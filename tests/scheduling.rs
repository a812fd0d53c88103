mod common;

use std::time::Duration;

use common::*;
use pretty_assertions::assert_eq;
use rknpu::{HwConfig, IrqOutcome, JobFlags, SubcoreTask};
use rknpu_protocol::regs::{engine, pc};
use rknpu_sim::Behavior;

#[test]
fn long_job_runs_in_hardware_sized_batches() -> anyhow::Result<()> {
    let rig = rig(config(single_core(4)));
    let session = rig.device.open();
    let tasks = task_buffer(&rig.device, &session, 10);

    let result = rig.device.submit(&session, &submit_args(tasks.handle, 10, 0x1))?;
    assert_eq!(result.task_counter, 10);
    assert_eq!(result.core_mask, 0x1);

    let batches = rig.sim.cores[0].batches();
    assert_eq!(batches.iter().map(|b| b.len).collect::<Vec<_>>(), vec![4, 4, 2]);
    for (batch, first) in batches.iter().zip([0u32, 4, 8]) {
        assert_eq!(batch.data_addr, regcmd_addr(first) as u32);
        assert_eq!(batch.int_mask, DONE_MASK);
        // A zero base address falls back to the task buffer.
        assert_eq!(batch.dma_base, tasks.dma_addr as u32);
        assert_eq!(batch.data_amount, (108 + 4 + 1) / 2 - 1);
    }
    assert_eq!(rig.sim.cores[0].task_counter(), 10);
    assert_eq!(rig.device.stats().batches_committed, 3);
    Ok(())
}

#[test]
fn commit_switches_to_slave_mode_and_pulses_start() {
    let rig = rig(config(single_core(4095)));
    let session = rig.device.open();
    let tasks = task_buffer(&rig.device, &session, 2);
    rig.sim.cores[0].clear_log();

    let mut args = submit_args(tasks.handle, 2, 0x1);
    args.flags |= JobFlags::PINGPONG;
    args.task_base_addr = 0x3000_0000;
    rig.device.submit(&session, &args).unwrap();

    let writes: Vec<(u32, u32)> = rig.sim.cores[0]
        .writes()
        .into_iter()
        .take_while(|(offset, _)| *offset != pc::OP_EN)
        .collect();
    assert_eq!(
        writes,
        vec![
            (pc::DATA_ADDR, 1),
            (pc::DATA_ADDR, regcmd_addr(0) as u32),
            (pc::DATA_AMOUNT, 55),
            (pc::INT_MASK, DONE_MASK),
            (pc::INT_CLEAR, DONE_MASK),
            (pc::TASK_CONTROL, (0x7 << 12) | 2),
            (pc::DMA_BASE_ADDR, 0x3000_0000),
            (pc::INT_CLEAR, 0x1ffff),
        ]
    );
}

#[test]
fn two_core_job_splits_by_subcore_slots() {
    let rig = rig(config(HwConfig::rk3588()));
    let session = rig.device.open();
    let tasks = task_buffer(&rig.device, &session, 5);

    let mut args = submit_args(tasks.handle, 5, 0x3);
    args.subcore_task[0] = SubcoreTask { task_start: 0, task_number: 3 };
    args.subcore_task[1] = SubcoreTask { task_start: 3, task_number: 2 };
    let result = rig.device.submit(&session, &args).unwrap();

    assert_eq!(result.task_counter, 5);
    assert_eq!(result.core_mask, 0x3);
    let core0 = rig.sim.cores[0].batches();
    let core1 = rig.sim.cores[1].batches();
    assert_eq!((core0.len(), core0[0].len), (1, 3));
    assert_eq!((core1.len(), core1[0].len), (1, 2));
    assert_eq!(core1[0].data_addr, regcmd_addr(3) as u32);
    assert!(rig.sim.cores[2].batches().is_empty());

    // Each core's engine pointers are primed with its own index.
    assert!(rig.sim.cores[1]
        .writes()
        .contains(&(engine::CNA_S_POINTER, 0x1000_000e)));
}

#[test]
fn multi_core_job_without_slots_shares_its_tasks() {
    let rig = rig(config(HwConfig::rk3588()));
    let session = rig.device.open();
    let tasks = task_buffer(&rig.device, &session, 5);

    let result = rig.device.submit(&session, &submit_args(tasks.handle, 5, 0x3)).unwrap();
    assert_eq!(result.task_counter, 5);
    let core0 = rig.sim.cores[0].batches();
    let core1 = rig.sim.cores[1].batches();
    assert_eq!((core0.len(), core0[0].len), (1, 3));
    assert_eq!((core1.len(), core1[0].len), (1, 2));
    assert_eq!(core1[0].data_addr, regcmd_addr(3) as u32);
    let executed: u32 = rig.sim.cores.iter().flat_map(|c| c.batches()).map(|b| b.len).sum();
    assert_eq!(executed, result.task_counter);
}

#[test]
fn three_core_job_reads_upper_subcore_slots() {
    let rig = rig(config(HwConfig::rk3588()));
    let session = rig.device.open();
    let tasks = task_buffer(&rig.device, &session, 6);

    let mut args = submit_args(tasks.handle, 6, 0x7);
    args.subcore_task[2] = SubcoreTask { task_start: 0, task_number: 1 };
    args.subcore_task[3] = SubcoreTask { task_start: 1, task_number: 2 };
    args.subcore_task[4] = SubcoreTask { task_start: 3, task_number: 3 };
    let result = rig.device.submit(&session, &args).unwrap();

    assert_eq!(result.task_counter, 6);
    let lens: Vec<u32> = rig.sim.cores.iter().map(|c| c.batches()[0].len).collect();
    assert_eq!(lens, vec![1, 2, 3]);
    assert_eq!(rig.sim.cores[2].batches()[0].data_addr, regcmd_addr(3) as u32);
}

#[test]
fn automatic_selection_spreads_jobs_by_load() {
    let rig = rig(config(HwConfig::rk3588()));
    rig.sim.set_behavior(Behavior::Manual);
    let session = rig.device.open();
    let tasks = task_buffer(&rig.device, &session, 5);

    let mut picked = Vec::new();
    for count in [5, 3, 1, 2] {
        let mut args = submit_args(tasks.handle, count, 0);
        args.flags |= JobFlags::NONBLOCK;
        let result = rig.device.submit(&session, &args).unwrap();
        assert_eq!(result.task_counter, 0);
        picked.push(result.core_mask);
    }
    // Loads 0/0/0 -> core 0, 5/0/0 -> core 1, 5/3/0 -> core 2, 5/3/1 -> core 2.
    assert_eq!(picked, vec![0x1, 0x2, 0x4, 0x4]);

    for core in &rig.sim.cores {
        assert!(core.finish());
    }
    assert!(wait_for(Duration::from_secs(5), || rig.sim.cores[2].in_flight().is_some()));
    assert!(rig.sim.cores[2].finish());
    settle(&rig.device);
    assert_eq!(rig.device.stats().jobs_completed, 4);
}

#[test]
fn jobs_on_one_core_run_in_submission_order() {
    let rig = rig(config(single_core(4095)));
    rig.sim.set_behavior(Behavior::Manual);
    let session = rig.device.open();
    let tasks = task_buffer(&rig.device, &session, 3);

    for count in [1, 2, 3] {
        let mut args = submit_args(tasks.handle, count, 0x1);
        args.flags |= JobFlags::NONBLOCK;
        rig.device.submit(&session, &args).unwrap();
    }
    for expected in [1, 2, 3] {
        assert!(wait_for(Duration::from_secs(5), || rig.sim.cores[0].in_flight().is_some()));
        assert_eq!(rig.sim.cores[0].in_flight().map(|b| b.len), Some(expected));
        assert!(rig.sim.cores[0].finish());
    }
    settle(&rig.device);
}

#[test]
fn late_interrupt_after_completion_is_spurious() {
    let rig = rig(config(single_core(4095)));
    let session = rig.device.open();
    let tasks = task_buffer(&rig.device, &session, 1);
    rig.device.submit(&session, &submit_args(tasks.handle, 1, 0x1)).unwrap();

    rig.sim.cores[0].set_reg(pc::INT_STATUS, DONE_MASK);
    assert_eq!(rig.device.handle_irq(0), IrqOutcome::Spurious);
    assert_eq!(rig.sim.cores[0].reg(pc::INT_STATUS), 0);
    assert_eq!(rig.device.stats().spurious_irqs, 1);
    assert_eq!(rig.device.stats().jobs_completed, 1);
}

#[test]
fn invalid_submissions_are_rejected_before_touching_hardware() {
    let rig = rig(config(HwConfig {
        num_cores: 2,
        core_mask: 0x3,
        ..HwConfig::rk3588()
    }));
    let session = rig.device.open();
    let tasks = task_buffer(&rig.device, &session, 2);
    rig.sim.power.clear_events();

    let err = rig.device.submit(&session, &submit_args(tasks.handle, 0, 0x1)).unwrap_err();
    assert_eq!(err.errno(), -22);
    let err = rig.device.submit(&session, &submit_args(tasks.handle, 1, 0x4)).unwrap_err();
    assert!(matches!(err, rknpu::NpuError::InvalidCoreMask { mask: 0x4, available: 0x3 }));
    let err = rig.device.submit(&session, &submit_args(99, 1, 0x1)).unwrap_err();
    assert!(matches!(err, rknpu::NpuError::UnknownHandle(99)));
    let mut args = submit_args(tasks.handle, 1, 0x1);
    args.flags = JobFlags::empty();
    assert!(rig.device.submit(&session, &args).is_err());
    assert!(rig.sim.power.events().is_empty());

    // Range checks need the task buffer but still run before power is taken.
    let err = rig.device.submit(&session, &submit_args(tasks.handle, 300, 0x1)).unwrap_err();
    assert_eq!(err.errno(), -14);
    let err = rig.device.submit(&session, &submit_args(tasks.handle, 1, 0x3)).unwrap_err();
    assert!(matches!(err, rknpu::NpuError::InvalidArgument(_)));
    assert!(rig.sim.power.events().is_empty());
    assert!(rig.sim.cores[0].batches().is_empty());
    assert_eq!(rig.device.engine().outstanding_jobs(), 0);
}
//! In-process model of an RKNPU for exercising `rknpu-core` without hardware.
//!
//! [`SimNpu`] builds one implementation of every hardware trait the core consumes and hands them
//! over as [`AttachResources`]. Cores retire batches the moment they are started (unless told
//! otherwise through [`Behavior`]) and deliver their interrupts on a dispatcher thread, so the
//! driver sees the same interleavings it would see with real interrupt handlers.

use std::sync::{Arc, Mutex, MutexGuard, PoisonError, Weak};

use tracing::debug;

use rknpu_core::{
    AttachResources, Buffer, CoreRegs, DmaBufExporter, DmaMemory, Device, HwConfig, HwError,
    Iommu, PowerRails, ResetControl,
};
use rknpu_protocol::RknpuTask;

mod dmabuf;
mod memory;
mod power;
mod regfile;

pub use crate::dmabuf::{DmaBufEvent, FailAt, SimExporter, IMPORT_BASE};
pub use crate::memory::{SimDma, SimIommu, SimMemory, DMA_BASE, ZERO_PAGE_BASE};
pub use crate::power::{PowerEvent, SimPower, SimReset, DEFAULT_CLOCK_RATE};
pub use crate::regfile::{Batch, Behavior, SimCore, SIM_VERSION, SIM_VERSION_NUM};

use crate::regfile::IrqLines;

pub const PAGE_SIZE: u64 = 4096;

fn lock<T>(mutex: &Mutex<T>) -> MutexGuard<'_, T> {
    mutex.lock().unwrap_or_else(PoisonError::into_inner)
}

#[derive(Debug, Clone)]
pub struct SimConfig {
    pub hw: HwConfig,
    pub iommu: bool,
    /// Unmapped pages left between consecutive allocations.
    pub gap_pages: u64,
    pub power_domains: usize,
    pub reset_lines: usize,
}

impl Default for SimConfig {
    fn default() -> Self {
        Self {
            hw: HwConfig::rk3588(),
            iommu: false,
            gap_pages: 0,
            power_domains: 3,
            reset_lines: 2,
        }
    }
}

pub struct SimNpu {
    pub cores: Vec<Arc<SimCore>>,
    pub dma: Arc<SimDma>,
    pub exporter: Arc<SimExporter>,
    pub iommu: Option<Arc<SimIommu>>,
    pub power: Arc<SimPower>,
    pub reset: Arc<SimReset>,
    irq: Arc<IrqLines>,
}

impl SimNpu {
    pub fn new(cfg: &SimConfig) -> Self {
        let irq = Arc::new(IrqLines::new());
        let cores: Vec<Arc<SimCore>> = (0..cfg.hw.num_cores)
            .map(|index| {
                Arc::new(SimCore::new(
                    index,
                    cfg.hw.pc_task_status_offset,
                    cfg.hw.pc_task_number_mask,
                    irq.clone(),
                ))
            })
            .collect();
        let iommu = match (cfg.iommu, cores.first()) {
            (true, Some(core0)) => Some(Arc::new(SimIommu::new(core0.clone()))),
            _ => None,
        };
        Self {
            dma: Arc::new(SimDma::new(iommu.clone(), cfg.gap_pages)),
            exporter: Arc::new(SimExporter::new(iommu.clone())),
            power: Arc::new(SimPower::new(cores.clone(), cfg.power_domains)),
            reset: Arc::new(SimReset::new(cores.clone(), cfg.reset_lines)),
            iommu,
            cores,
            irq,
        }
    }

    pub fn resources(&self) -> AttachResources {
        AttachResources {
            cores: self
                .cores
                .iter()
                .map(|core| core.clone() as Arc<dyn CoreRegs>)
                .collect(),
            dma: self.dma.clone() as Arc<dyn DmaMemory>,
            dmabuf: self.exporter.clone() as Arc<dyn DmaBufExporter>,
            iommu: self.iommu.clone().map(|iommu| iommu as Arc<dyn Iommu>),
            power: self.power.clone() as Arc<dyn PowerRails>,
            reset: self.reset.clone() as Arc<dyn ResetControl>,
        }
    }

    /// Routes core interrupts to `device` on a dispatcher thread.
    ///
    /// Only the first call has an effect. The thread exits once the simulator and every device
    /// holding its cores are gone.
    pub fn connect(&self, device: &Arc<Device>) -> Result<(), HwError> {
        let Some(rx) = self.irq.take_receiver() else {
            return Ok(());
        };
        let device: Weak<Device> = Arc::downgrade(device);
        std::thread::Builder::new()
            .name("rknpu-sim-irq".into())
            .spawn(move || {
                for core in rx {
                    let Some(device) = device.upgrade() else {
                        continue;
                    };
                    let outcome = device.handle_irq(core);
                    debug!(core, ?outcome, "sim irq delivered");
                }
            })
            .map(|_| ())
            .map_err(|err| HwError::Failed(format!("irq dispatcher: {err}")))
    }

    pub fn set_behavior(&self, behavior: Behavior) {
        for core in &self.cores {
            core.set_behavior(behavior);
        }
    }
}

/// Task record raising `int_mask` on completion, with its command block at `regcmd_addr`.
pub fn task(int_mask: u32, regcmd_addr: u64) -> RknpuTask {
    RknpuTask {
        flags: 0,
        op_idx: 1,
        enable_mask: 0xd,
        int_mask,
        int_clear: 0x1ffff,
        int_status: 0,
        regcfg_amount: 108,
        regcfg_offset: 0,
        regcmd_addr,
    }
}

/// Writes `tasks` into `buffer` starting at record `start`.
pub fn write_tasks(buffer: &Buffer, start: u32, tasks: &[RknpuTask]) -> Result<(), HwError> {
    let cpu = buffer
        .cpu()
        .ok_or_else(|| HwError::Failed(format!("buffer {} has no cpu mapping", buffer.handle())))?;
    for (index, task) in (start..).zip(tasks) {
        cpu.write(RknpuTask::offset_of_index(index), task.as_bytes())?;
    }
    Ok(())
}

Problem statement:
A bare number is the whole answer: the tally of lines in the listing above that include "HwError".

Output for this task:
5